Rank(s): Ordinary Seaman
Dates of Service: -
Death Date: 12/15/1824
John Love was probably born in Bath, England about the year 1790. As one account said, “he was an Englishman and apparently wasn’t glad of it.”
Love came to America sometime during the first decade of the nineteenth century, after “many adventures.” He clearly served some time at sea, but whether this was in the merchant service or the navy is not known.

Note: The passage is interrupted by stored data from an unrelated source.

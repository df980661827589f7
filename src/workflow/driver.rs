//! Workflow driver: runs stages and merges their updates until a terminal
//! label is reached.

use std::sync::Arc;

use serde::{Deserialize, Serialize};
use tracing::info;

use super::routing::{AttemptLimits, RoutingPolicy};
use super::stages::{
    GenerateSolutionStage, GenerateTestsStage, SessionStage, StageLabel, TestWithAiStage,
    TestWithExamplesStage, ValidateTestsStage,
};
use crate::agents::{
    SolutionSynthesizer, SolutionSynthesizerConfig, TestSynthesizer, TestSynthesizerConfig,
    TestValidator, TestValidatorConfig,
};
use crate::execution::CodeExecutor;
use crate::llm::LlmProvider;
use crate::problem::ProblemSpecification;
use crate::session::SessionState;

/// Tunables for a workflow instance.
#[derive(Debug, Clone, Default)]
pub struct WorkflowConfig {
    /// Caps on the retry loops.
    pub limits: AttemptLimits,
    /// Configuration for the solution synthesizer.
    pub solution: SolutionSynthesizerConfig,
    /// Configuration for the test synthesizer.
    pub tests: TestSynthesizerConfig,
    /// Configuration for the test validator.
    pub validation: TestValidatorConfig,
}

impl WorkflowConfig {
    /// Sets the attempt limits.
    pub fn with_limits(mut self, limits: AttemptLimits) -> Self {
        self.limits = limits;
        self
    }

    /// Points all three agent roles at one model.
    pub fn with_model(mut self, model: impl Into<String>) -> Self {
        let model = model.into();
        self.solution.model = model.clone();
        self.tests.model = model.clone();
        self.validation.model = model;
        self
    }
}

/// How a session ended.
#[derive(Debug, Clone, Copy, PartialEq, Eq, Serialize, Deserialize)]
#[serde(rename_all = "snake_case")]
pub enum WorkflowOutcome {
    /// The candidate passed the example suite and the AI suite.
    Accepted,
    /// An attempt cap was reached before convergence.
    GaveUp,
}

/// Final state of a driven session plus the route taken to reach it.
#[derive(Debug, Clone, Serialize, Deserialize)]
pub struct WorkflowRun {
    /// Session state after the last merge.
    pub state: SessionState,
    /// Terminal outcome.
    pub outcome: WorkflowOutcome,
    /// Stages that ran, in order. Terminal labels are not listed.
    pub path: Vec<StageLabel>,
}

/// The code-synthesis workflow: five stages and a routing table.
pub struct CodegenWorkflow {
    generate_tests: GenerateTestsStage,
    validate_tests: ValidateTestsStage,
    generate_solution: GenerateSolutionStage,
    test_with_examples: TestWithExamplesStage,
    test_with_ai: TestWithAiStage,
    routing: RoutingPolicy,
}

impl CodegenWorkflow {
    /// Builds a workflow where all three agent roles share one provider.
    pub fn new(
        llm: Arc<dyn LlmProvider>,
        executor: Arc<dyn CodeExecutor>,
        config: WorkflowConfig,
    ) -> Self {
        Self::with_providers(llm.clone(), llm.clone(), llm, executor, config)
    }

    /// Builds a workflow with a distinct provider per agent role, so the
    /// solution, test-authoring, and validation models can differ.
    pub fn with_providers(
        solution_llm: Arc<dyn LlmProvider>,
        test_llm: Arc<dyn LlmProvider>,
        validation_llm: Arc<dyn LlmProvider>,
        executor: Arc<dyn CodeExecutor>,
        config: WorkflowConfig,
    ) -> Self {
        Self {
            generate_tests: GenerateTestsStage::new(TestSynthesizer::new(
                test_llm,
                config.tests,
            )),
            validate_tests: ValidateTestsStage::new(TestValidator::new(
                validation_llm,
                config.validation,
            )),
            generate_solution: GenerateSolutionStage::new(SolutionSynthesizer::new(
                solution_llm,
                config.solution,
            )),
            test_with_examples: TestWithExamplesStage::new(executor.clone()),
            test_with_ai: TestWithAiStage::new(executor),
            routing: RoutingPolicy::new(config.limits),
        }
    }

    /// The routing policy in effect.
    pub fn routing(&self) -> &RoutingPolicy {
        &self.routing
    }

    /// Run a fresh session over `problem` to a terminal label.
    pub async fn run_session(&self, problem: ProblemSpecification) -> WorkflowRun {
        self.resume_session(SessionState::new(problem), StageLabel::GenerateTests)
            .await
    }

    /// Drive an existing session starting at `from`.
    ///
    /// This is the re-entry point for persisted sessions: load the state,
    /// optionally set `human_feedback`, and resume at `GenerateSolution`
    /// to fold the comment into the next candidate.
    pub async fn resume_session(&self, mut state: SessionState, from: StageLabel) -> WorkflowRun {
        info!(session_id = %state.session_id, from = %from, "driving session");

        let mut label = from;
        let mut path = Vec::new();

        while let Some(stage) = self.stage(label) {
            path.push(label);
            let update = stage.run(&state).await;
            state.apply(update);

            let next = self.routing.next_stage(label, &state);
            info!(
                session_id = %state.session_id,
                from = %label,
                to = %next,
                "stage finished"
            );
            label = next;
        }

        let outcome = match label {
            StageLabel::Accepted => WorkflowOutcome::Accepted,
            _ => WorkflowOutcome::GaveUp,
        };
        info!(
            session_id = %state.session_id,
            outcome = ?outcome,
            stages = path.len(),
            "session finished"
        );

        WorkflowRun {
            state,
            outcome,
            path,
        }
    }

    fn stage(&self, label: StageLabel) -> Option<&dyn SessionStage> {
        match label {
            StageLabel::GenerateTests => Some(&self.generate_tests),
            StageLabel::ValidateTests => Some(&self.validate_tests),
            StageLabel::GenerateSolution => Some(&self.generate_solution),
            StageLabel::TestWithExamples => Some(&self.test_with_examples),
            StageLabel::TestWithAi => Some(&self.test_with_ai),
            StageLabel::Accepted | StageLabel::GaveUp => None,
        }
    }
}

#[cfg(test)]
mod tests {
    use super::*;
    use crate::error::LlmError;
    use crate::llm::{GenerationRequest, GenerationResponse};
    use crate::session::ExecutionResult;
    use async_trait::async_trait;

    struct UnreachableProvider;

    #[async_trait]
    impl LlmProvider for UnreachableProvider {
        async fn generate(
            &self,
            _request: GenerationRequest,
        ) -> Result<GenerationResponse, LlmError> {
            panic!("provider must not be called");
        }
    }

    struct UnreachableExecutor;

    #[async_trait]
    impl CodeExecutor for UnreachableExecutor {
        async fn execute(&self, _code: &str) -> ExecutionResult {
            panic!("executor must not be called");
        }
    }

    fn sample_problem() -> ProblemSpecification {
        ProblemSpecification::new(
            "Return the sum of two integers.",
            "Input: a = 1, b = 2\nOutput: 3",
            "class Solution:\n    def add(self, a: int, b: int) -> int:",
            "assert Solution().add(1, 2) == 3",
        )
        .unwrap()
    }

    #[test]
    fn with_model_points_every_role_at_one_model() {
        let config = WorkflowConfig::default().with_model("gpt-4o");
        assert_eq!(config.solution.model, "gpt-4o");
        assert_eq!(config.tests.model, "gpt-4o");
        assert_eq!(config.validation.model, "gpt-4o");
    }

    #[tokio::test]
    async fn resuming_at_a_terminal_label_runs_nothing() {
        let workflow = CodegenWorkflow::new(
            Arc::new(UnreachableProvider),
            Arc::new(UnreachableExecutor),
            WorkflowConfig::default(),
        );

        let run = workflow
            .resume_session(SessionState::new(sample_problem()), StageLabel::Accepted)
            .await;
        assert_eq!(run.outcome, WorkflowOutcome::Accepted);
        assert!(run.path.is_empty());

        let run = workflow
            .resume_session(SessionState::new(sample_problem()), StageLabel::GaveUp)
            .await;
        assert_eq!(run.outcome, WorkflowOutcome::GaveUp);
        assert!(run.path.is_empty());
    }
}
//! Routing: which stage runs next.
//!
//! The table below is the whole control flow of the workflow. It is a pure
//! function of the stage that just ran and the merged state it produced,
//! so the external runtime can persist after any stage and re-derive the
//! next step from state alone.
//!
//! A failing AI-test run routes back to `ValidateTests`, not straight to
//! `GenerateSolution`: the AI suite itself may be the faulty side, and the
//! validator gets to see the failure before another solution is attempted.
//!
//! Every cycle in the stage graph passes through a synthesis stage, and
//! each synthesis stage counts its runs in the session, so capping those
//! counters bounds the whole workflow.

use serde::{Deserialize, Serialize};

use super::stages::StageLabel;
use crate::session::SessionState;

/// Caps on the workflow's three retry loops.
#[derive(Debug, Clone, Copy, PartialEq, Eq, Serialize, Deserialize)]
pub struct AttemptLimits {
    /// How many AI test suites may be synthesized per session.
    pub max_test_syntheses: u32,
    /// How many candidate solutions may be synthesized per session.
    pub max_solution_syntheses: u32,
    /// How many times the AI suite may be executed per session.
    pub max_ai_test_rounds: u32,
}

impl Default for AttemptLimits {
    fn default() -> Self {
        Self {
            max_test_syntheses: 5,
            max_solution_syntheses: 8,
            max_ai_test_rounds: 4,
        }
    }
}

impl AttemptLimits {
    /// Sets the cap on AI test suite syntheses.
    pub fn with_max_test_syntheses(mut self, max: u32) -> Self {
        self.max_test_syntheses = max.max(1);
        self
    }

    /// Sets the cap on candidate solution syntheses.
    pub fn with_max_solution_syntheses(mut self, max: u32) -> Self {
        self.max_solution_syntheses = max.max(1);
        self
    }

    /// Sets the cap on AI suite executions.
    pub fn with_max_ai_test_rounds(mut self, max: u32) -> Self {
        self.max_ai_test_rounds = max.max(1);
        self
    }
}

/// The workflow's transition table.
#[derive(Debug, Clone, Copy, Default)]
pub struct RoutingPolicy {
    limits: AttemptLimits,
}

impl RoutingPolicy {
    /// Creates a routing policy with the given attempt limits.
    pub fn new(limits: AttemptLimits) -> Self {
        Self { limits }
    }

    /// The attempt limits this policy enforces.
    pub fn limits(&self) -> AttemptLimits {
        self.limits
    }

    /// Decide what runs after `completed`, given the state it left behind.
    ///
    /// Terminal labels route to themselves.
    pub fn next_stage(&self, completed: StageLabel, state: &SessionState) -> StageLabel {
        match completed {
            StageLabel::GenerateTests => StageLabel::ValidateTests,
            StageLabel::ValidateTests => {
                if state.is_ai_test_code_good {
                    self.enter_generate_solution(state)
                } else {
                    self.enter_generate_tests(state)
                }
            }
            StageLabel::GenerateSolution => StageLabel::TestWithExamples,
            StageLabel::TestWithExamples => {
                if state.is_main_code_good {
                    StageLabel::TestWithAi
                } else {
                    self.enter_generate_solution(state)
                }
            }
            StageLabel::TestWithAi => {
                if state.is_main_code_good {
                    StageLabel::Accepted
                } else if state.ai_test_rounds >= self.limits.max_ai_test_rounds {
                    StageLabel::GaveUp
                } else {
                    StageLabel::ValidateTests
                }
            }
            terminal @ (StageLabel::Accepted | StageLabel::GaveUp) => terminal,
        }
    }

    /// Re-enter test synthesis, or give up if the cap is spent.
    fn enter_generate_tests(&self, state: &SessionState) -> StageLabel {
        if state.test_syntheses >= self.limits.max_test_syntheses {
            StageLabel::GaveUp
        } else {
            StageLabel::GenerateTests
        }
    }

    /// Enter solution synthesis, or give up if the cap is spent.
    fn enter_generate_solution(&self, state: &SessionState) -> StageLabel {
        if state.solution_syntheses >= self.limits.max_solution_syntheses {
            StageLabel::GaveUp
        } else {
            StageLabel::GenerateSolution
        }
    }
}

#[cfg(test)]
mod tests {
    use super::*;
    use crate::problem::ProblemSpecification;
    use crate::session::{ExecutionResult, TestOrigin};

    fn sample_state() -> SessionState {
        let problem = ProblemSpecification::new(
            "Return the sum of two integers.",
            "Input: a = 1, b = 2\nOutput: 3",
            "class Solution:\n    def add(self, a: int, b: int) -> int:",
            "assert Solution().add(1, 2) == 3",
        )
        .unwrap();
        SessionState::new(problem)
    }

    fn policy() -> RoutingPolicy {
        RoutingPolicy::new(AttemptLimits::default())
    }

    #[test]
    fn nominal_path_runs_every_stage_once() {
        let mut state = sample_state();

        assert_eq!(
            policy().next_stage(StageLabel::GenerateTests, &state),
            StageLabel::ValidateTests
        );

        state.is_ai_test_code_good = true;
        state.test_syntheses = 1;
        assert_eq!(
            policy().next_stage(StageLabel::ValidateTests, &state),
            StageLabel::GenerateSolution
        );

        state.solution_syntheses = 1;
        assert_eq!(
            policy().next_stage(StageLabel::GenerateSolution, &state),
            StageLabel::TestWithExamples
        );

        state.is_main_code_good = true;
        assert_eq!(
            policy().next_stage(StageLabel::TestWithExamples, &state),
            StageLabel::TestWithAi
        );

        state.ai_test_rounds = 1;
        assert_eq!(
            policy().next_stage(StageLabel::TestWithAi, &state),
            StageLabel::Accepted
        );
    }

    #[test]
    fn rejected_suite_goes_back_to_synthesis() {
        let mut state = sample_state();
        state.is_ai_test_code_good = false;
        state.test_syntheses = 1;

        assert_eq!(
            policy().next_stage(StageLabel::ValidateTests, &state),
            StageLabel::GenerateTests
        );
    }

    #[test]
    fn failing_examples_regenerate_the_solution() {
        let mut state = sample_state();
        state.is_main_code_good = false;
        state.solution_syntheses = 1;

        assert_eq!(
            policy().next_stage(StageLabel::TestWithExamples, &state),
            StageLabel::GenerateSolution
        );
    }

    #[test]
    fn failing_ai_run_revalidates_the_suite_first() {
        let mut state = sample_state();
        state.is_main_code_good = false;
        state.ai_test_rounds = 1;
        state.last_execution_result = Some(ExecutionResult::completed("c", "", "boom", 1));
        state.last_execution_origin = Some(TestOrigin::Ai);

        assert_eq!(
            policy().next_stage(StageLabel::TestWithAi, &state),
            StageLabel::ValidateTests
        );
    }

    #[test]
    fn exhausted_test_synthesis_gives_up() {
        let mut state = sample_state();
        state.is_ai_test_code_good = false;
        state.test_syntheses = AttemptLimits::default().max_test_syntheses;

        assert_eq!(
            policy().next_stage(StageLabel::ValidateTests, &state),
            StageLabel::GaveUp
        );
    }

    #[test]
    fn exhausted_solution_synthesis_gives_up() {
        let mut state = sample_state();
        state.is_main_code_good = false;
        state.solution_syntheses = AttemptLimits::default().max_solution_syntheses;

        assert_eq!(
            policy().next_stage(StageLabel::TestWithExamples, &state),
            StageLabel::GaveUp
        );

        // The cap also guards entry through a passing validation.
        state.is_ai_test_code_good = true;
        assert_eq!(
            policy().next_stage(StageLabel::ValidateTests, &state),
            StageLabel::GaveUp
        );
    }

    #[test]
    fn exhausted_ai_rounds_give_up() {
        let mut state = sample_state();
        state.is_main_code_good = false;
        state.ai_test_rounds = AttemptLimits::default().max_ai_test_rounds;

        assert_eq!(
            policy().next_stage(StageLabel::TestWithAi, &state),
            StageLabel::GaveUp
        );
    }

    #[test]
    fn acceptance_ignores_spent_counters() {
        let mut state = sample_state();
        state.is_main_code_good = true;
        state.ai_test_rounds = 99;
        state.solution_syntheses = 99;

        assert_eq!(
            policy().next_stage(StageLabel::TestWithAi, &state),
            StageLabel::Accepted
        );
    }

    #[test]
    fn terminal_labels_route_to_themselves() {
        let state = sample_state();
        assert_eq!(
            policy().next_stage(StageLabel::Accepted, &state),
            StageLabel::Accepted
        );
        assert_eq!(
            policy().next_stage(StageLabel::GaveUp, &state),
            StageLabel::GaveUp
        );
    }

    #[test]
    fn limit_builders_floor_at_one() {
        let limits = AttemptLimits::default()
            .with_max_test_syntheses(0)
            .with_max_solution_syntheses(3)
            .with_max_ai_test_rounds(0);
        assert_eq!(limits.max_test_syntheses, 1);
        assert_eq!(limits.max_solution_syntheses, 3);
        assert_eq!(limits.max_ai_test_rounds, 1);
    }
}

John Love joined Constitution’s crew as an ordinary seaman on 3 July 1812 at Annapolis, MD. He left the ship sometime after its return to Boston in February 1813.
Life on Board
Among the enlisted men, ordinary seamen stood in the middle of the lower-deck hierarchy. These men had typically sailed one or two voyages and knew basic seamanship. Like the able seamen, they too could “hand, reef, and steer,” but some of the more complicated maneuvers were foreign to them. Many ordinary seamen would have been numbered among the topmen, the young and agile crewmembers who were responsible for working aloft on the masts and yards. The ordinary seaman made $10.00 per month.
Battles and Engagements
Love served on board during the battles with HMS Guerriere on 19 August 1812 and with HMS Java on 29 December 1812. During the second battle, he was one of a chain of men who passed powder cartridges from the main magazine to the main hatch on the gun deck.
After his discharge, Love came to Buffalo to “traffick” along the lakes with some money he had laid by. Great Lakes trader Joseph Bennett “found and hired a small, wiry Scotsman [sic] by the name of John Love, a man who claimed to have been at sea since running away from home at the age of 10. Love told young Bennett that he had served aboard the US frigate Constitution in its famous action s against the HMS Guerriere and HMS Java during the past war. Joseph took him aboard gladly and was pleased to find that he was indeed an excellent seaman.” With the money he had amassed (some of it no doubt prize money from the captures of Guerriere and Java) Love began lending money to various individuals in upstate New York. Three of the people to whom he lent a considerable sum were the Thayer brothers of Boston, NY- Israel, Isaac, and Nelson. By the middle of December 1824, Mr. Love decided that it was high time they start paying back the loan. He made a visit to the Thayers and that was the last time anyone saw him alive.
As it later was discovered, the brothers had welcomed Love into their house, seated him before the fire, and then left the room outside under various pretexts. As Love warded off the chill, one Thayer brother shot him in the back of the head through the window, and another rushed in and finished him off with an axe. They then dragged the body outside behind the house and buried it in a shallow grave beneath a fallen log. The Thayer brothers might have gotten away with it, had they not been foolish. A few days later, Israel was seen riding Love’s horse, while it was discovered soon after that Isaac had Love’s papers in his hands, and was trying to collect debts in Love’s name. The brothers swore that Love had admitted to murdering a man in Pennsylvania or had been forging currency, and had fled to Canada to avoid the law. This made the neighbors suspicious and the authorities moved in to search the Thayer property. They quickly found Love’s body, and the brothers were arrested, tried, found guilty, and hanged in Niagara Square, Buffalo in June 1825. It was a sensational trial and execution covered by papers around the country, and as one pamphlet gleefully announced, it was the only triple hanging ever carried out in New York.